Whoever thought that was wrong. I can't believe, well actually I can, that you'd let LeBron come in, just two nights after Kobe added 61 to his career point total, and post the first 50-point triple-double in over three decades. I'm embarrassed for you. Free throws win games, defense wins championships, which is why you'll never have a ring as a coach.
Injuries are stupid
Andrew Bynum out 8 to 12 weeks. Andrei Kirilenko out for at least four weeks. Andrew Bogut probably out for the rest of the season. Jameer Nelson out for up to six weeks. Luke Ridnour out for up to four weeks. Elton Brand out for the rest of the season. I really don't have much more to say that this really hurts the Lakers and the Magic who are actually have legitimate title hopes.

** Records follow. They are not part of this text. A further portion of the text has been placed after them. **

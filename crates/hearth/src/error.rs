//! Error types for storage and theme operations.

use std::path::PathBuf;

use thiserror::Error;

/// Error raised by a [`PreferenceStore`](crate::PreferenceStore) backend.
///
/// These never reach callers of the best-effort `load`/`save` methods;
/// they are logged there and swallowed.
#[derive(Debug, Error)]
pub enum StoreError {
    /// Reading or writing the backing file failed.
    #[error("storage i/o failed for {path}: {source}")]
    Io {
        path: PathBuf,
        #[source]
        source: std::io::Error,
    },

    /// The write would grow the store past its byte quota.
    #[error("storage quota of {quota} bytes exceeded writing '{key}' ({needed} bytes needed)")]
    QuotaExceeded {
        key: String,
        quota: usize,
        needed: usize,
    },

    /// The backing data could not be decoded or encoded.
    #[error("storage data is malformed: {0}")]
    Malformed(#[from] serde_json::Error),
}

/// Error returned by theme operations that can be refused.
#[derive(Debug, Error)]
pub enum ThemeError {
    /// The requested key is not in the preset registry.
    #[error("theme '{key}' is not registered")]
    UnknownTheme { key: String },

    /// A custom preset failed validation.
    #[error("preset '{key}' is invalid: {reason}")]
    InvalidPreset { key: String, reason: String },

    /// An exported configuration could not be decoded.
    #[error("theme configuration could not be read: {0}")]
    Import(String),

    /// The configuration could not be encoded.
    #[error("theme configuration could not be written: {0}")]
    Export(String),
}
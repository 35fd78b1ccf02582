use clap::Parser;
use hearth::{FileStore, OsDetector, Stylesheet, ThemeConfig, ThemeManager};
use tracing::debug;

mod cli;
mod commands;

use cli::Cli;

fn main() -> anyhow::Result<()> {
    let cli = Cli::parse();

    tracing_subscriber::fmt()
        .with_max_level(cli.log_level())
        .with_writer(std::io::stderr)
        .init();

    let config = ThemeConfig::new().storage_prefix(&cli.prefix);
    debug!(store = %cli.store.display(), prefix = %cli.prefix, "opening preferences");
    let store = FileStore::open(&cli.store);
    let mut manager = ThemeManager::new(config, store, &OsDetector, Stylesheet::new()?)?;

    let use_color = console::colors_enabled();
    let output = commands::execute(&mut manager, &cli.command, use_color)?;
    print!("{}", output);
    Ok(())
}
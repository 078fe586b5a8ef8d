//! # oxide-shape-core
//!
//! Struct-mapped table descriptors and dialect-aware SQL statement builders.
//!
//! This crate provides:
//! - The [`Record`] trait, the compile-time description of a struct mapped
//!   to a table (usually implemented with `#[derive(Record)]`)
//! - [`FieldDescriptor`] and [`TableDescriptor`], the normalized shape of a
//!   table with a stable content hash
//! - Statement builders that turn a descriptor into SQL text and bound
//!   parameters for a [`Dialect`]
//!
//! Nothing here talks to a database. The `oxide-shape` crate executes the
//! statements and migrates tables when their shape changes.
//!
//! ## Declaring a table
//!
//! ```rust,ignore
//! use oxide_shape_derive::Record;
//!
//! #[derive(Record)]
//! #[record(name = "person")]
//! struct Person {
//!     #[sql("NAME=ID,PRIMARY_KEY,AUTO_INCREMENT")]
//!     id: i64,
//!     #[sql("NAME=Name,NOT_NULL")]
//!     name: String,
//!     // Not mapped: no tag.
//!     cache: Vec<String>,
//! }
//! ```
//!
//! ## Building statements
//!
//! ```rust,ignore
//! use oxide_shape_core::{builder::Insert, Dialect, TableDescriptor};
//!
//! let table = TableDescriptor::build::<Person>("person")?;
//! let (sql, params) = Insert::new()
//!     .table(&table)
//!     .value(&person)
//!     .build_with(Dialect::Sqlite)?;
//! // INSERT INTO `person` (`Name`) VALUES (?)
//! ```

pub mod builder;
pub mod dialect;
pub mod error;
pub mod field;
pub mod record;
pub mod table;
pub mod value;

pub use builder::Statement;
pub use dialect::Dialect;
pub use error::{Result, ShapeError};
pub use field::FieldDescriptor;
pub use record::{FieldDeclaration, FieldValues, Record, RowValue, SqlKind, ValueKind};
pub use table::{shape_hash, TableDescriptor};
pub use value::{FromSqlValue, SqlValue, ToSqlValue};
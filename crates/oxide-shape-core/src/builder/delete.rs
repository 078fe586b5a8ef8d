//! DELETE builder.

use super::{check_row, key_predicate, render_predicates, require_table, Predicate, Statement};
use crate::dialect::Dialect;
use crate::error::Result;
use crate::record::RowValue;
use crate::table::TableDescriptor;
use crate::value::{SqlValue, ToSqlValue};

/// Builds `DELETE`.
///
/// Rows are targeted by key, several rows are combined with `OR`. Raw
/// predicates are `AND`ed to that. With neither, every row is deleted.
#[derive(Clone)]
pub struct Delete<'a> {
    table: Option<&'a TableDescriptor>,
    rows: Vec<&'a dyn RowValue>,
    filters: Vec<Predicate>,
    dialect: Dialect,
}

impl Default for Delete<'_> {
    fn default() -> Self {
        Self::new()
    }
}

impl<'a> Delete<'a> {
    /// Creates a new DELETE builder.
    #[must_use]
    pub const fn new() -> Self {
        Self {
            table: None,
            rows: Vec::new(),
            filters: Vec::new(),
            dialect: Dialect::Generic,
        }
    }

    /// Sets the target table.
    #[must_use]
    pub const fn table(mut self, table: &'a TableDescriptor) -> Self {
        self.table = Some(table);
        self
    }

    /// Deletes the row with the same key as `row`.
    #[must_use]
    pub fn value(mut self, row: &'a dyn RowValue) -> Self {
        self.rows.push(row);
        self
    }

    /// Deletes the rows with the same keys as `rows`.
    #[must_use]
    pub fn values<R: RowValue + 'a>(mut self, rows: &'a [R]) -> Self {
        self.rows.extend(rows.iter().map(|row| row as &dyn RowValue));
        self
    }

    /// Adds `<column> = ?`.
    #[must_use]
    pub fn filter(mut self, column: &str, value: impl ToSqlValue) -> Self {
        self.filters.push(Predicate::eq(column, value));
        self
    }

    /// Adds a raw predicate fragment with its parameters.
    #[must_use]
    pub fn filter_raw<I>(mut self, sql: &str, params: I) -> Self
    where
        I: IntoIterator,
        I::Item: ToSqlValue,
    {
        self.filters.push(Predicate::raw(sql, params));
        self
    }

    /// Sets the dialect used by [`Delete::build`].
    #[must_use]
    pub const fn dialect(mut self, dialect: Dialect) -> Self {
        self.dialect = dialect;
        self
    }

    /// Builds the statement for the configured dialect.
    ///
    /// # Errors
    ///
    /// Returns an error if the table is missing, a row has the wrong type or
    /// rows are given for a table without a key.
    pub fn build(&self) -> Result<(String, Vec<SqlValue>)> {
        self.build_with(self.dialect)
    }
}

impl Statement for Delete<'_> {
    fn build_with(&self, dialect: Dialect) -> Result<(String, Vec<SqlValue>)> {
        let table = require_table(self.table)?;
        let mut params = Vec::new();
        let mut predicates = Vec::new();

        if !self.rows.is_empty() {
            let mut groups = Vec::with_capacity(self.rows.len());
            for row in &self.rows {
                check_row(table, *row)?;
                groups.push(key_predicate(table, *row, dialect, &mut params)?);
            }
            predicates.push(if groups.len() == 1 {
                groups.remove(0)
            } else {
                let joined: Vec<String> = groups.iter().map(|g| format!("({g})")).collect();
                format!("({})", joined.join(" OR "))
            });
        }
        predicates.extend(render_predicates(&self.filters, dialect, &mut params));

        let mut sql = format!("DELETE FROM {}", dialect.quote_identifier(table.remote_name()));
        if !predicates.is_empty() {
            sql.push_str(" WHERE ");
            sql.push_str(&predicates.join(" AND "));
        }
        Ok((sql, params))
    }
}
//! Pairing of old and new columns during a migration.

use super::record::SchemeRecord;

/// One column copied from the old table into the new one.
#[derive(Debug, Clone, PartialEq, Eq)]
pub struct FieldPair {
    /// Column in the old table.
    pub old: String,
    /// Column in the new table.
    pub new: String,
}

impl FieldPair {
    /// Creates a pair.
    #[must_use]
    pub fn new(old: impl Into<String>, new: impl Into<String>) -> Self {
        Self {
            old: old.into(),
            new: new.into(),
        }
    }
}

/// Decides which columns survive a migration.
///
/// An empty result refuses the migration.
pub trait FieldMatcher: Send + Sync {
    /// Pairs the fields of the applied shape with the declared one.
    fn match_fields(&self, old: &SchemeRecord, new: &SchemeRecord) -> Vec<FieldPair>;
}

impl<F> FieldMatcher for F
where
    F: Fn(&SchemeRecord, &SchemeRecord) -> Vec<FieldPair> + Send + Sync,
{
    fn match_fields(&self, old: &SchemeRecord, new: &SchemeRecord) -> Vec<FieldPair> {
        self(old, new)
    }
}

/// Matches by column name first, then by source field name.
///
/// New fields are walked in declaration order and each old field is used
/// at most once, so a renamed column keeps its data as long as the struct
/// field kept its name.
#[derive(Debug, Clone, Copy, Default)]
pub struct RenameTolerant;

impl FieldMatcher for RenameTolerant {
    fn match_fields(&self, old: &SchemeRecord, new: &SchemeRecord) -> Vec<FieldPair> {
        let candidates = old.ordered_fields();
        let mut used = vec![false; candidates.len()];
        let mut pairs = Vec::new();

        for field in new.ordered_fields() {
            let unused = |i: &usize| !used[*i];
            let found = (0..candidates.len())
                .filter(unused)
                .find(|&i| candidates[i].remote_name == field.remote_name)
                .or_else(|| {
                    (0..candidates.len())
                        .filter(unused)
                        .find(|&i| candidates[i].local_name == field.local_name)
                });
            if let Some(index) = found {
                used[index] = true;
                pairs.push(FieldPair::new(
                    candidates[index].remote_name.clone(),
                    field.remote_name.clone(),
                ));
            }
        }
        pairs
    }
}
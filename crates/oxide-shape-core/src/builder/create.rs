//! CREATE TABLE builder.

use super::{require_name, require_table, Statement};
use crate::dialect::Dialect;
use crate::error::Result;
use crate::field::FieldDescriptor;
use crate::table::TableDescriptor;
use crate::value::SqlValue;

/// Builds `CREATE TABLE` for a table descriptor.
///
/// Columns follow declaration order. A single-field primary key is marked
/// inline; a composite one becomes a table constraint. Each unique group
/// and each check expression becomes a named constraint.
#[derive(Debug, Clone, Copy)]
pub struct Create<'a> {
    table: Option<&'a TableDescriptor>,
    name: Option<&'a str>,
    if_not_exists: bool,
    dialect: Dialect,
}

impl Default for Create<'_> {
    fn default() -> Self {
        Self::new()
    }
}

impl<'a> Create<'a> {
    /// Creates a new CREATE TABLE builder (`IF NOT EXISTS` on).
    #[must_use]
    pub const fn new() -> Self {
        Self {
            table: None,
            name: None,
            if_not_exists: true,
            dialect: Dialect::Generic,
        }
    }

    /// Sets the table to create.
    #[must_use]
    pub const fn table(mut self, table: &'a TableDescriptor) -> Self {
        self.table = Some(table);
        self
    }

    /// Creates the table under another name (used for shadow tables).
    #[must_use]
    pub const fn name(mut self, name: &'a str) -> Self {
        self.name = Some(name);
        self
    }

    /// Toggles `IF NOT EXISTS`.
    #[must_use]
    pub const fn if_not_exists(mut self, enabled: bool) -> Self {
        self.if_not_exists = enabled;
        self
    }

    /// Sets the dialect used by [`Create::build`].
    #[must_use]
    pub const fn dialect(mut self, dialect: Dialect) -> Self {
        self.dialect = dialect;
        self
    }

    /// Builds the statement for the configured dialect.
    ///
    /// # Errors
    ///
    /// Returns an error if no table is set or the name is empty.
    pub fn build(&self) -> Result<(String, Vec<SqlValue>)> {
        self.build_with(self.dialect)
    }
}

impl Statement for Create<'_> {
    fn build_with(&self, dialect: Dialect) -> Result<(String, Vec<SqlValue>)> {
        let table = require_table(self.table)?;
        let name = require_name(Some(self.name.unwrap_or_else(|| table.remote_name())))?;
        let inline_key = table.primary_key().count() == 1;
        // Constraint names follow the table, not the shadow name.
        let base = table.remote_name();

        let mut parts: Vec<String> = table
            .fields()
            .iter()
            .map(|field| column_definition(dialect, field, inline_key))
            .collect();

        for field in table.fields() {
            if let Some(check) = &field.check_expression {
                parts.push(format!(
                    "CONSTRAINT {} CHECK({check})",
                    dialect.quote_identifier(&format!("{base}_{}_ck", field.remote_name))
                ));
            }
        }

        if !inline_key && table.primary_key().count() > 1 {
            parts.push(format!(
                "CONSTRAINT {} PRIMARY_KEY({})",
                dialect.quote_identifier(&format!("{base}_pk")),
                super::column_list(dialect, table.primary_key())
            ));
        }

        for (group, members) in table.unique_groups() {
            parts.push(format!(
                "CONSTRAINT {} UNIQUE({})",
                dialect.quote_identifier(&format!("{base}_{group}_uq")),
                super::column_list(dialect, members)
            ));
        }

        let sql = format!(
            "CREATE TABLE {}{} ({})",
            if self.if_not_exists { "IF NOT EXISTS " } else { "" },
            dialect.quote_identifier(name),
            parts.join(", ")
        );
        Ok((dialect.substitute(&sql), vec![]))
    }
}

fn column_definition(dialect: Dialect, field: &FieldDescriptor, inline_key: bool) -> String {
    let mut def = dialect.quote_identifier(&field.remote_name);
    def.push(' ');
    def.push_str(dialect.column_type(&field.remote_type, field.is_auto_increment));
    if field.is_primary_key && inline_key {
        def.push_str(" PRIMARY_KEY");
    }
    if field.is_auto_increment {
        def.push_str(" AUTO_INCREMENT");
    }
    if field.is_not_null {
        def.push_str(" NOT_NULL");
    }
    if let Some(default) = &field.default_value {
        def.push_str(" DEFAULT ");
        def.push_str(default);
    }
    def
}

Mo Williams being snubbed again is stupid
I know, I know, Ray Allen is having a great season, one of his best seasons in a while, but no one really likes watching Ray Allen play. He's not like Rashard Lewis (who also made the Eastern Conference All Star Team) whose game is unbearable to watch, but no one really thinks, 'man, I can't wait to see Ray Allen play."
On the other hand, we have Mo Williams who has been nothing short of spectacular this season playing along side LeBron James. If you think LeBron James pretty much being a shoo-in for MVP this season is just because he is that much better this season than he was last season you haven't been watching the Cavaliers play this season. Sure, Allen has been the most consistent Celtic this season, but I want to watch fun players in the All-Star game, and that's what we would have gotten with Mo Williams.
David Stern picking Allen over Williams comes off as a gimmick to get a few more thousand people to watch the All-Star game by naming a Celtic, a team with a much larger fan base than Cleveland, over a much more deserving Cavalier. I'm not saying that I'm not going to watch the All-Star game because of this, but it's wrong nonetheless.
After hearing the news, Cavs owner Dan Gilbert said, "Not naming him as the natural and obvious replacement for the unfortunately injured Jameer Nelson is stupidiculous, idillogical and preposterageous." I'm not sure how many of those adjectives were actually words (well, none), but I know exactly how he felt. Cleveland has a right to complain about Williams being slighted, too. They are a half game behind the Lakers for the league's best record, yet both the Celtics and the Magic have both had three of their players named to the All-Star game while Cleveland will only be represented on the floor by LBJ. They are the league's best defensive team and have the best record (percentage wise) in the East and have still not lost at home. It just seems right that they should be better represented.